Адепты молча покачали головами. Раненый открыл глаза, и взгляд его, уже размытый поволокой смерти, остановился на лице Руди.
— Форт сожжён, — прохрипел он. — Все мертвы, все… Оповещение не сработало. Маги тилисцев его заглушили. Их много. Полки пехоты идут через перевал. Они даже катапульты тащат. Вот, теперь я выполнил приказ. Ох, как же мне больно. Руди, сделай это.
Руди выпрямился и достал из ножен нож. Потрогав его пальцем, он покачал головой. Тео достал свой нож и протянул пограничнику.
— Он заговорённый и острый.
Руди взял нож, приставил к левой стороне груди Гектуса и резким ударом вогнал его. Парень вздрогнул, а потом лицо его разгладилось. Руди хотел обтереть кровь с лезвия, но Тео сказал:
— Пусть останется. Я смою его кровь кровью врага стократно, — и сунул окровавленный нож в ножны.
— Оповещение не сработало. Тилисцы постарались, чтоб их! — Руди сжал кулак. — Это значит, что наши в Арьене ничего о вторжении не знают.
— Надо предупредить их, — сказал Тео.
— Сначала надо его похоронить, — Руди, набычившись посмотрел на адептов, ожидая возражений.
— Отойди, — сказал Дилль и призвал полупримусов. Он создал шесть огненных шаров, и вскоре тело Гектуса превратилось в пепел. — Так быстрее. А теперь поехали.
Глава 25
* * *
Тирогис жил обычной жизнью. Каждое утро к воротам устремлялись потоки крестьянских телег с товарами, и каждый вечер эти крестьяне покидали столицу с пустыми телегами, но полными кошелями.
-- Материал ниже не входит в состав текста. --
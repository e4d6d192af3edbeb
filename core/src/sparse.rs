use serde::{Deserialize, Serialize};

use crate::{DocId, Result, SearchError, WordId};

/// Weighted bag of words: `(word_id, weight)` pairs sorted by id.
///
/// Ids are unique and zero weights are never stored.
#[derive(Debug, Clone, Default, PartialEq, Serialize, Deserialize)]
#[serde(try_from = "SparseVectorRecord")]
pub struct SparseVector {
    entries: Vec<(WordId, f64)>,
}

#[derive(Deserialize)]
struct SparseVectorRecord {
    entries: Vec<(WordId, f64)>,
}

impl TryFrom<SparseVectorRecord> for SparseVector {
    type Error = SearchError;

    fn try_from(record: SparseVectorRecord) -> Result<Self> {
        SparseVector::from_sorted(record.entries)
    }
}

impl SparseVector {
    pub fn new() -> Self {
        Self::default()
    }

    /// Build from arbitrary pairs. Repeated ids are summed, zeros dropped.
    pub fn from_pairs<I: IntoIterator<Item = (WordId, f64)>>(pairs: I) -> Self {
        let mut entries: Vec<(WordId, f64)> = pairs.into_iter().collect();
        entries.sort_by_key(|&(id, _)| id);
        let mut merged: Vec<(WordId, f64)> = Vec::with_capacity(entries.len());
        for (id, w) in entries {
            match merged.last_mut() {
                Some(last) if last.0 == id => last.1 += w,
                _ => merged.push((id, w)),
            }
        }
        merged.retain(|&(_, w)| w != 0.0);
        Self { entries: merged }
    }

    /// Take pairs that already hold the invariants: ids strictly increasing,
    /// weights finite and nonzero.
    pub fn from_sorted(entries: Vec<(WordId, f64)>) -> Result<Self> {
        if let Some(pair) = entries.windows(2).find(|p| p[0].0 >= p[1].0) {
            return Err(SearchError::CorruptBundle(format!(
                "sparse vector ids out of order: {} then {}",
                pair[0].0, pair[1].0
            )));
        }
        if let Some(&(id, w)) = entries.iter().find(|&&(_, w)| w == 0.0 || !w.is_finite()) {
            return Err(SearchError::CorruptBundle(format!("sparse vector weight {w} stored for word {id}")));
        }
        Ok(Self { entries })
    }

    pub fn entries(&self) -> &[(WordId, f64)] {
        &self.entries
    }

    pub fn len(&self) -> usize {
        self.entries.len()
    }

    pub fn is_empty(&self) -> bool {
        self.entries.is_empty()
    }

    /// Word ids with nonzero weight, ascending.
    pub fn support(&self) -> impl Iterator<Item = WordId> + '_ {
        self.entries.iter().map(|&(id, _)| id)
    }

    pub fn contains(&self, id: WordId) -> bool {
        self.entries.binary_search_by_key(&id, |&(i, _)| i).is_ok()
    }

    pub fn get(&self, id: WordId) -> f64 {
        match self.entries.binary_search_by_key(&id, |&(i, _)| i) {
            Ok(pos) => self.entries[pos].1,
            Err(_) => 0.0,
        }
    }

    pub fn norm(&self) -> f64 {
        self.entries.iter().map(|&(_, w)| w * w).sum::<f64>().sqrt()
    }

    /// Largest id + 1, i.e. the smallest vocabulary this vector fits in.
    pub fn dimension(&self) -> usize {
        self.entries.last().map(|&(id, _)| id as usize + 1).unwrap_or(0)
    }

    /// Fail if any id falls outside a vocabulary of `num_terms` words.
    pub fn check_dimension(&self, num_terms: usize) -> Result<()> {
        let dim = self.dimension();
        if dim > num_terms {
            return Err(SearchError::DimensionMismatch { what: "sparse vector word id", expected: num_terms, actual: dim });
        }
        Ok(())
    }

    /// Scale to unit length. A zero vector stays zero.
    pub fn l2_normalized(mut self) -> Self {
        let norm = self.norm();
        if norm > 0.0 {
            for (_, w) in self.entries.iter_mut() {
                *w /= norm;
            }
        }
        self
    }
}

/// The weighted corpus: document id = position.
#[derive(Debug, Clone, PartialEq, Serialize, Deserialize)]
#[serde(try_from = "CorpusRecord")]
pub struct Corpus {
    num_terms: usize,
    docs: Vec<SparseVector>,
}

#[derive(Deserialize)]
struct CorpusRecord {
    num_terms: usize,
    docs: Vec<SparseVector>,
}

impl TryFrom<CorpusRecord> for Corpus {
    type Error = SearchError;

    fn try_from(record: CorpusRecord) -> Result<Self> {
        Corpus::new(record.num_terms, record.docs)
    }
}

impl Corpus {
    /// Every document must fit in a vocabulary of `num_terms` words.
    pub fn new(num_terms: usize, docs: Vec<SparseVector>) -> Result<Self> {
        for doc in &docs {
            doc.check_dimension(num_terms)?;
        }
        Ok(Self { num_terms, docs })
    }

    pub fn len(&self) -> usize {
        self.docs.len()
    }

    pub fn is_empty(&self) -> bool {
        self.docs.is_empty()
    }

    pub fn num_terms(&self) -> usize {
        self.num_terms
    }

    pub fn get(&self, doc_id: DocId) -> Result<&SparseVector> {
        self.docs
            .get(doc_id as usize)
            .ok_or(SearchError::DocumentOutOfRange { doc_id, num_docs: self.docs.len() })
    }

    /// tf-idf weight of `word_id` in `doc_id`, zero when absent.
    pub fn weight(&self, doc_id: DocId, word_id: WordId) -> Result<f64> {
        Ok(self.get(doc_id)?.get(word_id))
    }

    pub fn docs(&self) -> &[SparseVector] {
        &self.docs
    }

    pub fn iter(&self) -> std::slice::Iter<'_, SparseVector> {
        self.docs.iter()
    }

    /// Number of stored (nonzero) weights across all documents.
    pub fn nnz(&self) -> usize {
        self.docs.iter().map(SparseVector::len).sum()
    }
}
Впрочем, некоторые из них уезжали из Тирогиса с парой-тройкой медяков, оставив остальное в каком-нибудь кабаке, а то и вовсе без денег — если крестьянину не повезло нарваться на ловкого воришку. Воры тоже были частью обычной жизни.
Это утро началось, как и множество других. У западных ворот, прозванных Бронзовыми, скопилось изрядное количество телег и пеших торговцев, ожидавших, когда колокол надвратной башни пробьёт, и стража откроет мощные створки. Полноватая женщина средних лет в простом платье стояла в очереди и что-то оживлённо рассказывала стоявшему рядом с груженной дровами двуколкой лесорубу. Лесоруб лишь односложно мычал в ответ на её трескотню.
— Представляешь, и всё-таки этот ястреб утащил несколько цыплят. А ведь я говорила мужу, чтобы он заплатил охотникам. Вот теперь пришлось ехать в город, продавать ещё не откормленных цыплят. Хоть и дёшево получится, но всяко лучше, чем задарма кормить ястребов.
В доказательство женщина сунула под нос лесорубу корзину, завязанную тряпкой. Из корзины раздавалось тоненькое цыплячье попискивание. Лесоруб буркнул что-то и отвернулся.
Послышался скрип ворот, и створки разъехались в стороны. Десяток стражников выстроились по обе стороны, сержант кивнул первому крестьянину — заезжай. Вслед за телегой тронулся и лесоруб, за ним — словоохотливая женщина. Но не успела двуколка с дровами подъехать к защитной решётке, как стоящий позади стражи человек в длинной мантии сделал знак сержанту и указал глазами на лесоруба. Сержант положил руку на рукоять меча и шагнул, заступая тому дорогу.
— Стоять. Отведи свою колымагу в сторону и…
Сержант не успел закончить — лесоруб с неожиданной для такого большого тела прытью метнулся к двуколке и вытащил из-под вязанки дров топор. Взмах — и ближайший к нему стражник рухнул с пробитой грудью. Обратным ударом лесоруб свалил ещё одного, но почти сразу несколько мечей пронзили его. Лесоруб, не обращая внимания на жестокие раны, завертел топором на длинной ручке, и неизвестно, сколько бы он ещё причинил вреда, если бы короткий арбалетный болт разнёс на куски его голову.
Во время этой короткой схватки болтливая крестьянка отступила, чтобы не попасть под шальной удар, споткнулась и упала. Корзина покатилась по земле, а из неё желтым горохом посыпались цыплята. Когда лесоруб упал с простреленной головой, крестьянка завизжала так, что у стражников уши заложило.
— Заткните эту дурищу, — рявкнул сержант. — Бездушного убрать, проход освободить.
Солдат пихнул крестьянку древком алебарды.
— Молчать! Вставай, не задерживай других.
Лежащая посреди дороги женщина как по мановению магического жезла перестала визжать и возмутилась.
— Вместо того, чтобы помочь мне собрать цыплят, ты, пёс, меня своим топором тычешь. Чего мне теперь продавать-то?
— Чего-о? Слышь, Горюн, цыплят ей собрать! Да я тебя, курица, сейчас арестую за оскорбление стражника при исполнении. Ну-ка, проваливай!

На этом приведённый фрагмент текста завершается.